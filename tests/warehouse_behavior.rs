//! Behavior-driven tests for the result warehouse
//!
//! These tests verify HOW containers survive a trip through the warehouse,
//! focusing on what a caller reads back.

use sigval_core::{
    BooleanTimeSeries, PercentageTimeSeries, ResultKind, ScalarValue, TimeSeries, Unit,
    UnitCatalog,
};
use sigval_tests::{flags, open_warehouse, signal};
use sigval_warehouse::WarehouseError;
use tempfile::tempdir;

// =============================================================================
// Warehouse: Round Trips
// =============================================================================

#[test]
fn when_user_stores_a_series_then_reload_reproduces_range_values_and_timestamps() {
    // Given: A fresh warehouse and a series with a missing sample
    let temp = tempdir().expect("tempdir");
    let warehouse = open_warehouse(temp.path());
    let original = signal(
        "speed",
        vec![1.0, f64::NAN, 3.5],
        vec![100.0, 200.0, 300.0],
        -5.0,
        50.0,
    );

    // When: User stores and reloads it
    let id = warehouse.store_series(&original).expect("store");
    let loaded = warehouse.load_series(id).expect("load");

    // Then: Range, timestamps and values come back, the gap included
    assert_eq!(loaded.name(), "speed");
    assert_eq!((loaded.range_min(), loaded.range_max()), (-5.0, 50.0));
    assert_eq!(loaded.timestamps(), original.timestamps());
    assert_eq!(loaded.values()[0], 1.0);
    assert!(loaded.values()[1].is_nan());
    assert_eq!(loaded.values()[2], 3.5);
    assert_eq!(loaded.unit().label, "m");
}

#[test]
fn when_warehouse_is_reopened_then_stored_results_persist() {
    // Given: A series stored through one warehouse handle
    let temp = tempdir().expect("tempdir");
    let id = {
        let warehouse = open_warehouse(temp.path());
        warehouse
            .store_series(&signal("gap", vec![2.0], vec![1.0], 0.0, 10.0))
            .expect("store")
    };

    // When: User opens the same database again
    let warehouse = open_warehouse(temp.path());

    // Then: The series is still there
    let loaded = warehouse.load_series(id).expect("load");
    assert_eq!(loaded.values(), &[2.0]);
}

#[test]
fn when_user_stores_flavored_series_then_each_reloads_as_its_flavor() {
    // Given: A boolean and a percentage series
    let temp = tempdir().expect("tempdir");
    let warehouse = open_warehouse(temp.path());
    let moving = flags("moving", &[false, true, true], vec![1.0, 2.0, 3.0]);
    let share = PercentageTimeSeries::new("share", vec![12.5, 80.0], vec![1.0, 2.0], None)
        .expect("valid percentage series");

    // When: User stores both
    let moving_id = warehouse.store_boolean_series(&moving).expect("store");
    let share_id = warehouse.store_percentage_series(&share).expect("store");

    // Then: Each comes back with its own guardrails
    let moving_back: BooleanTimeSeries =
        warehouse.load_boolean_series(moving_id).expect("load");
    assert_eq!(moving_back.values(), &[0.0, 1.0, 1.0]);
    assert!(moving_back.negate().is_err());

    let share_back = warehouse.load_percentage_series(share_id).expect("load");
    assert_eq!(share_back.values(), &[12.5, 80.0]);
    assert!(share_back.negate().is_err());
}

#[test]
fn when_user_stores_an_absent_scalar_then_it_reloads_absent() {
    let temp = tempdir().expect("tempdir");
    let warehouse = open_warehouse(temp.path());

    let id = warehouse
        .store_scalar(&ScalarValue::new("first_brake", Unit::from_name("second"), None))
        .expect("store");
    let loaded = warehouse.load_scalar(id).expect("load");

    assert!(loaded.is_absent());
    assert_eq!(loaded.unit.name, "second");
}

// =============================================================================
// Warehouse: Error Handling
// =============================================================================

#[test]
fn when_user_loads_with_the_wrong_kind_then_the_mismatch_is_reported() {
    // Given: A stored series
    let temp = tempdir().expect("tempdir");
    let warehouse = open_warehouse(temp.path());
    let id = warehouse
        .store_series(&signal("s", vec![1.0], vec![1.0], 0.0, 1.0))
        .expect("store");

    // When: User loads it as a histogram
    let err = warehouse.load_histogram(id).expect_err("must fail");

    // Then: The error names both kinds
    assert!(matches!(
        err,
        WarehouseError::KindMismatch {
            expected: ResultKind::Histogram,
            found: ResultKind::Series,
            ..
        }
    ));
}

#[test]
fn when_user_loads_a_deleted_result_then_it_is_not_found() {
    // Given: A stored and then deleted series
    let temp = tempdir().expect("tempdir");
    let warehouse = open_warehouse(temp.path());
    let id = warehouse
        .store_series(&signal("s", vec![1.0], vec![1.0], 0.0, 1.0))
        .expect("store");
    assert!(warehouse.delete_result(id).expect("delete"));

    // When: User loads it
    let err = warehouse.load_series(id).expect_err("must fail");

    // Then: It is reported missing, and a second delete is a no-op
    assert!(matches!(err, WarehouseError::NotFound { .. }));
    assert!(!warehouse.delete_result(id).expect("delete"));
}

// =============================================================================
// Warehouse: Listing and Unit Catalog
// =============================================================================

#[test]
fn when_user_lists_results_then_every_stored_container_appears_in_order() {
    let temp = tempdir().expect("tempdir");
    let warehouse = open_warehouse(temp.path());

    warehouse
        .store_series(&signal("a", vec![1.0, 2.0], vec![1.0, 2.0], 0.0, 5.0))
        .expect("store");
    warehouse
        .store_scalar(&ScalarValue::from_number("b", Unit::none(), 3))
        .expect("store");

    let listed = warehouse.list_results().expect("list");
    let names: Vec<&str> = listed.iter().map(|row| row.name.as_str()).collect();
    assert_eq!(names, ["a", "b"]);
    assert_eq!(listed[0].kind, ResultKind::Series);
    // Range bounds are stored ahead of the values.
    assert_eq!(listed[0].value_count, 4);
}

#[test]
fn when_a_composed_unit_is_stored_then_the_catalog_learns_it() {
    // Given: A series in a unit the catalog has never seen
    let temp = tempdir().expect("tempdir");
    let warehouse = open_warehouse(temp.path());
    let distance = signal("d", vec![2.0], vec![1.0], 0.0, 10.0);
    let time = TimeSeries::new(
        "t",
        Unit::from_name("second"),
        vec![1.0],
        vec![1.0],
        1.0,
        2.0,
        None,
    )
    .expect("valid series");
    let speed = (&distance / &time).expect("division");

    // When: User stores it
    warehouse.store_series(&speed).expect("store");

    // Then: The catalog resolves the composed unit by name
    let record = warehouse
        .unit_by_name(&speed.unit().name)
        .expect("lookup")
        .expect("unit registered");
    assert_eq!(record.label, "m/s");
}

******

_TASK DIRECTIONS_.
Retype all the records above without changing a word.

_RESPONSE TO THE EXERCISE_.
filename tests/warehouse_behavior.rs
//! Behavior-driven tests for the result warehouse
//!
//! These tests verify HOW containers survive a trip through the warehouse,
//! focusing on what a caller reads back.

use sigval_core::{
    BooleanTimeSeries, PercentageTimeSeries, ResultKind, ScalarValue, TimeSeries, Unit,
    UnitCatalog,
};
use sigval_tests::{flags, open_warehouse, signal};
use sigval_warehouse::WarehouseError;
use tempfile::tempdir;

// =============================================================================
// Warehouse: Round Trips
// =============================================================================

#[test]
fn when_user_stores_a_series_then_reload_reproduces_range_values_and_timestamps() {
    // Given: A fresh warehouse and a series with a missing sample
    let temp = tempdir().expect("tempdir");
    let warehouse = open_warehouse(temp.path());
    let original = signal(
        "speed",
        vec![1.0, f64::NAN, 3.5],
        vec![100.0, 200.0, 300.0],
        -5.0,
        50.0,
    );

    // When: User stores and reloads it
    let id = warehouse.store_series(&original).expect("store");
    let loaded = warehouse.load_series(id).expect("load");

    // Then: Range, timestamps and values come back, the gap included
    assert_eq!(loaded.name(), "speed");
    assert_eq!((loaded.range_min(), loaded.range_max()), (-5.0, 50.0));
    assert_eq!(loaded.timestamps(), original.timestamps());
    assert_eq!(loaded.values()[0], 1.0);
    assert!(loaded.values()[1].is_nan());
    assert_eq!(loaded.values()[2], 3.5);
    assert_eq!(loaded.unit().label, "m");
}

#[test]
fn when_warehouse_is_reopened_then_stored_results_persist() {
    // Given: A series stored through one warehouse handle
    let temp = tempdir().expect("tempdir");
    let id = {
        let warehouse = open_warehouse(temp.path());
        warehouse
            .store_series(&signal("gap", vec![2.0], vec![1.0], 0.0, 10.0))
            .expect("store")
    };

    // When: User opens the same database again
    let warehouse = open_warehouse(temp.path());

    // Then: The series is still there
    let loaded = warehouse.load_series(id).expect("load");
    assert_eq!(loaded.values(), &[2.0]);
}

#[test]
fn when_user_stores_flavored_series_then_each_reloads_as_its_flavor() {
    // Given: A boolean and a percentage series
    let temp = tempdir().expect("tempdir");
    let warehouse = open_warehouse(temp.path());
    let moving = flags("moving", &[false, true, true], vec![1.0, 2.0, 3.0]);
    let share = PercentageTimeSeries::new("share", vec![12.5, 80.0], vec![1.0, 2.0], None)
        .expect("valid percentage series");

    // When: User stores both
    let moving_id = warehouse.store_boolean_series(&moving).expect("store");
    let share_id = warehouse.store_percentage_series(&share).expect("store");

    // Then: Each comes back with its own guardrails
    let moving_back: BooleanTimeSeries =
        warehouse.load_boolean_series(moving_id).expect("load");
    assert_eq!(moving_back.values(), &[0.0, 1.0, 1.0]);
    assert!(moving_back.negate().is_err());

    let share_back = warehouse.load_percentage_series(share_id).expect("load");
    assert_eq!(share_back.values(), &[12.5, 80.0]);
    assert!(share_back.negate().is_err());
}

#[test]
fn when_user_stores_an_absent_scalar_then_it_reloads_absent() {
    let temp = tempdir().expect("tempdir");
    let warehouse = open_warehouse(temp.path());

    let id = warehouse
        .store_scalar(&ScalarValue::new("first_brake", Unit::from_name("second"), None))
        .expect("store");
    let loaded = warehouse.load_scalar(id).expect("load");

    assert!(loaded.is_absent());
    assert_eq!(loaded.unit.name, "second");
}

// =============================================================================
// Warehouse: Error Handling
// =============================================================================

#[test]
fn when_user_loads_with_the_wrong_kind_then_the_mismatch_is_reported() {
    // Given: A stored series
    let temp = tempdir().expect("tempdir");
    let warehouse = open_warehouse(temp.path());
    let id = warehouse
        .store_series(&signal("s", vec![1.0], vec![1.0], 0.0, 1.0))
        .expect("store");

    // When: User loads it as a histogram
    let err = warehouse.load_histogram(id).expect_err("must fail");

    // Then: The error names both kinds
    assert!(matches!(
        err,
        WarehouseError::KindMismatch {
            expected: ResultKind::Histogram,
            found: ResultKind::Series,
            ..
        }
    ));
}

#[test]
fn when_user_loads_a_deleted_result_then_it_is_not_found() {
    // Given: A stored and then deleted series
    let temp = tempdir().expect("tempdir");
    let warehouse = open_warehouse(temp.path());
    let id = warehouse
        .store_series(&signal("s", vec![1.0], vec![1.0], 0.0, 1.0))
        .expect("store");
    assert!(warehouse.delete_result(id).expect("delete"));

    // When: User loads it
    let err = warehouse.load_series(id).expect_err("must fail");

    // Then: It is reported missing, and a second delete is a no-op
    assert!(matches!(err, WarehouseError::NotFound { .. }));
    assert!(!warehouse.delete_result(id).expect("delete"));
}

// =============================================================================
// Warehouse: Listing and Unit Catalog
// =============================================================================

#[test]
fn when_user_lists_results_then_every_stored_container_appears_in_order() {
    let temp = tempdir().expect("tempdir");
    let warehouse = open_warehouse(temp.path());

    warehouse
        .store_series(&signal("a", vec![1.0, 2.0], vec![1.0, 2.0], 0.0, 5.0))
        .expect("store");
    warehouse
        .store_scalar(&ScalarValue::from_number("b", Unit::none(), 3))
        .expect("store");

    let listed = warehouse.list_results().expect("list");
    let names: Vec<&str> = listed.iter().map(|row| row.name.as_str()).collect();
    assert_eq!(names, ["a", "b"]);
    assert_eq!(listed[0].kind, ResultKind::Series);
    // Range bounds are stored ahead of the values.
    assert_eq!(listed[0].value_count, 4);
}

#[test]
fn when_a_composed_unit_is_stored_then_the_catalog_learns_it() {
    // Given: A series in a unit the catalog has never seen
    let temp = tempdir().expect("tempdir");
    let warehouse = open_warehouse(temp.path());
    let distance = signal("d", vec![2.0], vec![1.0], 0.0, 10.0);
    let time = TimeSeries::new(
        "t",
        Unit::from_name("second"),
        vec![1.0],
        vec![1.0],
        1.0,
        2.0,
        None,
    )
    .expect("valid series");
    let speed = (&distance / &time).expect("division");

    // When: User stores it
    warehouse.store_series(&speed).expect("store");

    // Then: The catalog resolves the composed unit by name
    let record = warehouse
        .unit_by_name(&speed.unit().name)
        .expect("lookup")
        .expect("unit registered");
    assert_eq!(record.label, "m/s");
}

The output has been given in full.